The world around him - Montreal in the late Forties - is weird, misleading and full of contradictions. His father (Jack Warden), who looks larger than life, knows all and lives every minute with relish, maintaining an unexplained, awed respect for the local gangster (Henry Ramer). His industrialist uncle Benjy (Joseph Wiseman) keeps the head of Lenin on his mantlepiece. Duddy's friend Virgil (Randy Quaid) wants to use his money ($1000) to "organise all the epileptics of the world". A colleague masturbates, looking at drawings of the female reproductive system in his manual of anatomy.

Dreyfuss is a force of nature. His energy is boundless, his eyes sparkle with ideas, he runs (not walks), he gushes (not speaks), he laughs like a hyena. His skin seems to itch all the time. He leaps out of the screen and runs in circles around you until you grow dizzy.

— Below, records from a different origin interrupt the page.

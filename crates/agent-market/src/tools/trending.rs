//! Trending pairs on the SUI network

use agent_core::Result as AgentResult;
use agent_llm::tools::schema;
use agent_tools::Tool;
use async_trait::async_trait;
use serde::Deserialize;
use serde_json::{Value, json};

use super::{TOKEN_ARG, parse_params};
use crate::api::{MarketDataClient, as_f64, items, text};
use crate::error::{MarketError, Result};

/// Resolutions the trending endpoint understands
pub const RESOLUTIONS: [&str; 4] = ["5m", "1h", "6h", "24h"];

const DESCRIPTION: &str = concat!(
    "Get a list of trending trading pairs on the SUI network.",
    "Input args: ",
    "resolution (str): Time frame, one of 5m, 1h, 6h, 24h (default: 5m). ",
    "limit (int): Maximum number of pairs to return (default: 5)",
    "Returns for each pair:",
    "- Base token address, name, symbol and price in USD",
    "- Liquidity and trading volume in USD",
    "- Price change percentages over 5m, 1h, 6h and 24h",
    "\nUse this tool when you need to:",
    "- Find tokens that are currently trading actively",
    "- Suggest trading opportunities",
);

/// Lists trending pairs in upstream order
pub struct TrendingPairsTool {
    client: MarketDataClient,
}

/// Arguments; a `jwt_token` is accepted but the endpoint is public
#[derive(Debug, Deserialize)]
struct TrendingParams {
    #[serde(default)]
    resolution: Option<String>,
    #[serde(default)]
    limit: Option<u32>,
}

impl TrendingPairsTool {
    /// Create a new trending pairs tool
    pub fn new(client: MarketDataClient) -> Self {
        Self { client }
    }

    async fn trending(&self, params: TrendingParams) -> Result<Value> {
        let config = self.client.config();

        let resolution = params
            .resolution
            .unwrap_or_else(|| config.default_resolution.clone());
        if !RESOLUTIONS.contains(&resolution.as_str()) {
            return Err(MarketError::InvalidInput(format!(
                "resolution must be one of {}, got '{resolution}'",
                RESOLUTIONS.join(", ")
            )));
        }

        let limit = params.limit.unwrap_or(config.default_trending_limit);
        if limit == 0 {
            return Err(MarketError::InvalidInput(
                "limit must be greater than 0".to_string(),
            ));
        }
        let limit = limit.min(config.max_trending_limit);

        let body = self.client.trending_pairs(&resolution, limit).await?;
        let pairs: Vec<Value> = items(body, &["pairs", "docs"])?
            .iter()
            .take(limit as usize)
            .map(summarize)
            .collect();

        Ok(json!({ "pairs": pairs }))
    }
}

fn summarize(pair: &Value) -> Value {
    let base = pair.get("tokenBase").unwrap_or(&Value::Null);
    let percent = pair
        .get("stats")
        .and_then(|stats| stats.get("percent"))
        .unwrap_or(&Value::Null);

    json!({
        "tokenBase": {
            "address": text(base, "address"),
            "name": text(base, "name"),
            "symbol": text(base, "symbol"),
            "priceUsd": as_f64(base.get("priceUsd")),
        },
        "liquidityUsd": as_f64(pair.get("liquidityUsd")),
        "volumeUsd": as_f64(pair.get("volumeUsd")),
        "priceChange": {
            "5m": as_f64(percent.get("5m")),
            "1h": as_f64(percent.get("1h")),
            "6h": as_f64(percent.get("6h")),
            "24h": as_f64(percent.get("24h")),
        }
    })
}

#[async_trait]
impl Tool for TrendingPairsTool {
    async fn execute(&self, params: Value) -> AgentResult<Value> {
        let params: TrendingParams = parse_params(params)?;
        Ok(self.trending(params).await?)
    }

    fn name(&self) -> &str {
        "get_trending_pairs"
    }

    fn description(&self) -> &str {
        DESCRIPTION
    }

    fn input_schema(&self) -> Value {
        schema::object(
            json!({
                "jwt_token": schema::string(TOKEN_ARG),
                "resolution": schema::string_enum("Time frame", &RESOLUTIONS, "5m"),
                "limit": schema::integer_with_default("Maximum number of pairs to return", 5),
            }),
            &[],
        )
    }
}

#[cfg(test)]
mod tests {
    use super::*;
    use crate::tools::tests::mock_client;
    use wiremock::matchers::{method, path, query_param};
    use wiremock::{Mock, MockServer, ResponseTemplate};

    fn pair(symbol: &str, percent: Value) -> Value {
        json!({
            "pairId": format!("{symbol}-SUI"),
            "dex": { "name": "cetus" },
            "tokenBase": {
                "address": format!("0x{symbol}"),
                "name": symbol,
                "symbol": symbol,
                "priceUsd": "0.5"
            },
            "liquidityUsd": 120000,
            "volumeUsd": "3400.5",
            "stats": { "percent": percent }
        })
    }

    #[tokio::test]
    async fn test_default_request_and_price_changes() {
        let server = MockServer::start().await;
        let pairs: Vec<Value> = (0..7)
            .map(|i| pair(&format!("T{i}"), json!({ "5m": 1.5, "24h": "-3.2" })))
            .collect();
        Mock::given(method("GET"))
            .and(path("/api/v1/sui/pairs/trending"))
            .and(query_param("page", "1"))
            .and(query_param("limit", "5"))
            .and(query_param("resolution", "5m"))
            .and(query_param("network", "sui"))
            .respond_with(ResponseTemplate::new(200).set_body_json(json!(pairs)))
            .expect(1)
            .mount(&server)
            .await;

        let tool = TrendingPairsTool::new(mock_client(&server));
        let result = tool.execute(json!({ "limit": 5 })).await.unwrap();

        let pairs = result["pairs"].as_array().unwrap();
        assert_eq!(pairs.len(), 5);
        assert_eq!(pairs[0]["tokenBase"]["symbol"], "T0");
        assert_eq!(pairs[4]["tokenBase"]["symbol"], "T4");
        assert_eq!(
            pairs[0]["priceChange"],
            json!({ "5m": 1.5, "1h": 0.0, "6h": 0.0, "24h": -3.2 })
        );
        assert_eq!(pairs[0]["tokenBase"]["priceUsd"], 0.5);
        assert_eq!(pairs[0]["volumeUsd"], 3400.5);
        assert!(pairs[0].get("pairId").is_none());
    }

    #[tokio::test]
    async fn test_user_token_is_not_forwarded() {
        let server = MockServer::start().await;
        Mock::given(method("GET"))
            .and(path("/api/v1/sui/pairs/trending"))
            .respond_with(ResponseTemplate::new(200).set_body_json(json!([])))
            .expect(1)
            .mount(&server)
            .await;

        let tool = TrendingPairsTool::new(mock_client(&server));
        tool.execute(json!({ "jwt_token": "jwt-abc" })).await.unwrap();

        let requests = server.received_requests().await.unwrap();
        assert!(requests[0].headers.get("authorization").is_none());
    }

    #[tokio::test]
    async fn test_missing_stats_default_to_zero() {
        let server = MockServer::start().await;
        Mock::given(method("GET"))
            .and(query_param("resolution", "1h"))
            .respond_with(ResponseTemplate::new(200).set_body_json(json!([{ "tokenBase": {} }])))
            .mount(&server)
            .await;

        let tool = TrendingPairsTool::new(mock_client(&server));
        let result = tool.execute(json!({ "resolution": "1h" })).await.unwrap();
        assert_eq!(
            result["pairs"][0]["priceChange"],
            json!({ "5m": 0.0, "1h": 0.0, "6h": 0.0, "24h": 0.0 })
        );
        assert_eq!(result["pairs"][0]["tokenBase"]["symbol"], Value::Null);
    }

    #[tokio::test]
    async fn test_limit_is_clamped() {
        let server = MockServer::start().await;
        Mock::given(method("GET"))
            .and(query_param("limit", "50"))
            .respond_with(ResponseTemplate::new(200).set_body_json(json!([])))
            .expect(1)
            .mount(&server)
            .await;

        let tool = TrendingPairsTool::new(mock_client(&server));
        let result = tool.execute(json!({ "limit": 500 })).await.unwrap();
        assert_eq!(result, json!({ "pairs": [] }));
    }

    #[tokio::test]
    async fn test_invalid_arguments() {
        let server = MockServer::start().await;
        let tool = TrendingPairsTool::new(mock_client(&server));

        let err = tool.execute(json!({ "resolution": "2d" })).await.unwrap_err();
        assert!(err.to_string().contains("resolution must be one of"));
        assert!(tool.execute(json!({ "limit": 0 })).await.is_err());
        assert!(tool.execute(json!({ "limit": "five" })).await.is_err());
    }

    #[tokio::test]
    async fn test_server_error_is_reported_once() {
        let server = MockServer::start().await;
        Mock::given(method("GET"))
            .respond_with(ResponseTemplate::new(500).set_body_string("upstream down"))
            .expect(1)
            .mount(&server)
            .await;

        let tool = TrendingPairsTool::new(mock_client(&server));
        let err = tool.execute(json!({})).await.unwrap_err();
        assert_eq!(err.to_string(), "API error 500: upstream down");
    }
}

Despite its pioneering spirit and relentless drive, the Duddy Kravitz story is a sad one. It is a story of corruption and loss, the loss of innocence, the pillage of the land. So relentless is this ambition, there is little room for love, a secondary interest, done on the run, messy and mixed up with business. For a while, Duddy's girlfriend (Micheline Lanctot) becomes his moral arbiter, his conscience. To compel him to do the right thing, she uses the whole inventory of persuasion, from coaxing to coercing. In the end, however, she too is left behind.

Duddy dreams of buying a beautiful blue lake, building a town and bringing in the tourists. He would create jobs, he would be a "public benefactor". Kravitzville, this majestic monster, enslaves him, consumes all he has - money, friends, lover, family - and ultimately, turns him into another creature.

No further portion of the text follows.